Turning to FIG. 3A, a flow diagram illustrating a method of managing operation of a deployment in accordance with an embodiment is shown. The method may be performed, for example, by any of the components of the system of FIG. 1, and/or other components not shown therein.

At operation 300, a request may be obtained from a requestor for the deployment to provide a desired service. The request may be obtained by receiving the request from the requestor.

At operation 302, a desired state chart prototype may be obtained that, based on the request, includes instructions, and lacks sensitive data for the operation of the deployment to provide the desired service. Refer to FIG. 3B for details on how the desired state chart prototype may be obtained prototype may be obtained.

At operation 304, the sensitive data may be obtained for the operation of the deployment. The sensitive data may be obtained by reading the sensitive data from the secure vault.
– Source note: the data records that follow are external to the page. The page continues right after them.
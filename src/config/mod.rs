pub mod toml_config;

pub use toml_config::TomlConfig;

#[cfg(feature = "cli")]
use crate::core::normalize::SourceDialect;
#[cfg(feature = "cli")]
use crate::domain::model::{DateRange, ExperienceBracket, Role};
#[cfg(feature = "cli")]
use crate::utils::error::Result;
#[cfg(feature = "cli")]
use clap::Parser;

/// Command-line flags. Anything given here overrides the TOML file.
#[cfg(feature = "cli")]
#[derive(Debug, Clone, Default, Parser)]
#[command(name = "job-observatory")]
#[command(about = "Fetches job postings and computes the job-market dashboard")]
pub struct CliConfig {
    /// TOML configuration file
    #[arg(short, long)]
    pub config: Option<String>,

    #[arg(long)]
    pub api_endpoint: Option<String>,

    #[arg(long)]
    pub basemap_endpoint: Option<String>,

    #[arg(long)]
    pub output_path: Option<String>,

    #[arg(long)]
    pub timeout_seconds: Option<u64>,

    /// How list and flag fields of the source are encoded
    #[arg(long, value_enum)]
    pub dialect: Option<SourceDialect>,

    /// Case-insensitive search in title and description
    #[arg(long)]
    pub text: Option<String>,

    #[arg(long)]
    pub min_salary: Option<f64>,

    #[arg(long, value_enum)]
    pub date_range: Option<DateRange>,

    #[arg(long)]
    pub hybrid_only: bool,

    #[arg(long)]
    pub visa_only: bool,

    #[arg(long = "country", value_delimiter = ',')]
    pub countries: Vec<String>,

    #[arg(long = "role", value_delimiter = ',')]
    pub roles: Vec<Role>,

    #[arg(long = "seniority", value_delimiter = ',')]
    pub seniorities: Vec<String>,

    /// Skill chip; repeat for several, all must be present
    #[arg(long = "skill", value_delimiter = ',')]
    pub skills: Vec<String>,

    #[arg(long)]
    pub drift_role: Option<Role>,

    /// Skill of the market-worth profile
    #[arg(long = "mmw-skill", value_delimiter = ',')]
    pub mmw_skills: Vec<String>,

    #[arg(long, value_enum)]
    pub experience: Option<ExperienceBracket>,

    #[arg(short, long, help = "Enable verbose output")]
    pub verbose: bool,

    #[arg(long, help = "Emit logs as JSON lines")]
    pub log_json: bool,

    /// Show the resolved configuration without fetching anything
    #[arg(long)]
    pub dry_run: bool,
}

#[cfg(feature = "cli")]
impl CliConfig {
    /// File settings (or defaults) with the flags applied on top.
    pub fn resolve(&self) -> Result<TomlConfig> {
        let mut config = match &self.config {
            Some(path) => TomlConfig::from_file(path)?,
            None => TomlConfig::default(),
        };
        self.apply_overrides(&mut config);
        Ok(config)
    }

    pub fn apply_overrides(&self, config: &mut TomlConfig) {
        if let Some(endpoint) = &self.api_endpoint {
            config.source.endpoint = endpoint.clone();
        }
        if let Some(endpoint) = &self.basemap_endpoint {
            config.source.basemap_endpoint = endpoint.clone();
        }
        if let Some(path) = &self.output_path {
            config.load.output_path = path.clone();
        }
        if let Some(timeout) = self.timeout_seconds {
            config.source.timeout_seconds = timeout;
        }
        if let Some(dialect) = self.dialect {
            config.source.dialect = dialect;
        }

        let filters = &mut config.filters;
        if let Some(text) = &self.text {
            filters.text = text.clone();
        }
        if let Some(min_salary) = self.min_salary {
            filters.min_salary = min_salary;
        }
        if let Some(range) = self.date_range {
            filters.date_range = range;
        }
        filters.hybrid_only |= self.hybrid_only;
        filters.visa_only |= self.visa_only;
        if !self.countries.is_empty() {
            filters.countries = self.countries.clone();
        }
        if !self.roles.is_empty() {
            filters.roles = self.roles.clone();
        }
        if !self.seniorities.is_empty() {
            filters.seniorities = self.seniorities.clone();
        }
        if !self.skills.is_empty() {
            filters.set_skills(&self.skills);
        }

        if let Some(role) = self.drift_role {
            config.dashboard.drift_role = Some(role);
        }
        if !self.mmw_skills.is_empty() {
            config.market_worth.skills = self.mmw_skills.clone();
        }
        if let Some(experience) = self.experience {
            config.market_worth.experience = experience;
        }
    }
}

#[cfg(all(test, feature = "cli"))]
mod tests {
    use super::*;
    use crate::core::ConfigProvider;
    use std::io::Write;
    use tempfile::NamedTempFile;

    #[test]
    fn test_flags_parse() {
        let cli = CliConfig::parse_from([
            "job-observatory",
            "--api-endpoint",
            "https://jobs.example.com/api/data",
            "--date-range",
            "60",
            "--role",
            "Data Analyst,ml engineer",
            "--skill",
            "SQL",
            "--skill",
            "python",
            "--experience",
            "mid",
            "--hybrid-only",
        ]);

        let config = cli.resolve().unwrap();
        assert_eq!(config.api_endpoint(), "https://jobs.example.com/api/data");
        assert_eq!(config.filters.date_range, DateRange::Last60);
        assert_eq!(config.filters.roles, vec![Role::DataAnalyst, Role::MlEngineer]);
        assert_eq!(config.filters.skills.len(), 2);
        assert!(config.filters.skills.contains("sql"));
        assert!(config.filters.hybrid_only);
        assert_eq!(config.market_worth.experience, ExperienceBracket::Mid);
    }

    #[test]
    fn test_flags_override_file() {
        let mut file = NamedTempFile::new().unwrap();
        file.write_all(
            b"[source]\nendpoint = \"https://file.example.com/api/data\"\ntimeout_seconds = 7\n\n[filters]\ncountries = [\"France\"]\n",
        )
        .unwrap();

        let cli = CliConfig::parse_from([
            "job-observatory",
            "--config",
            file.path().to_str().unwrap(),
            "--country",
            "Spain,Germany",
            "--output-path",
            "./cli-output",
        ]);

        let config = cli.resolve().unwrap();
        assert_eq!(config.source.endpoint, "https://file.example.com/api/data");
        assert_eq!(config.timeout_seconds(), 7);
        assert_eq!(config.filters.countries, vec!["Spain", "Germany"]);
        assert_eq!(config.output_path(), "./cli-output");
    }

    #[test]
    fn test_repeated_skill_flag_keeps_the_chip() {
        let cli = CliConfig::parse_from(["job-observatory", "--skill", "sql", "--skill", "SQL"]);
        let config = cli.resolve().unwrap();
        assert_eq!(config.filters.skills.len(), 1);
        assert!(config.filters.skills.contains("sql"));
    }

    #[test]
    fn test_unknown_role_flag_is_rejected() {
        let parsed = CliConfig::try_parse_from(["job-observatory", "--drift-role", "Astronaut"]);
        assert!(parsed.is_err());
    }
}
pub mod adapters;
pub mod config;
pub mod core;
pub mod domain;
pub mod utils;

#[cfg(feature = "cli")]
pub use config::CliConfig;
pub use config::TomlConfig;

pub use adapters::{HttpBasemapSource, HttpJobSource, LocalStorage};
pub use core::{dashboard::Dashboard, engine::ObservatoryEngine, pipeline::ObservatoryPipeline};
pub use utils::error::{ObservatoryError, Result};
The sensitive data may be read by performing a keyword search for types of the sensitive data, such as passwords, ports, repository URLs, etc., and reading the values from the keyword search.

At operation 306, a completed desired state chart may be obtained by combining the desired state chart prototype with the sensitive data. The completed desired state chart may be obtained by replacing a field in the desired state chart prototype with a corresponding portion of the sensitive data. The field in the desire state chart may be replaced by inserting the corresponding portion of the sensitive data in the field in the desire state chart.

At operation 308, at least one process may be obtained from an automation framework using the completed desired state chart. The at least one process may be obtained by using configuration settings from the completed desired state chart to build software that can be run on an artifact such as a container.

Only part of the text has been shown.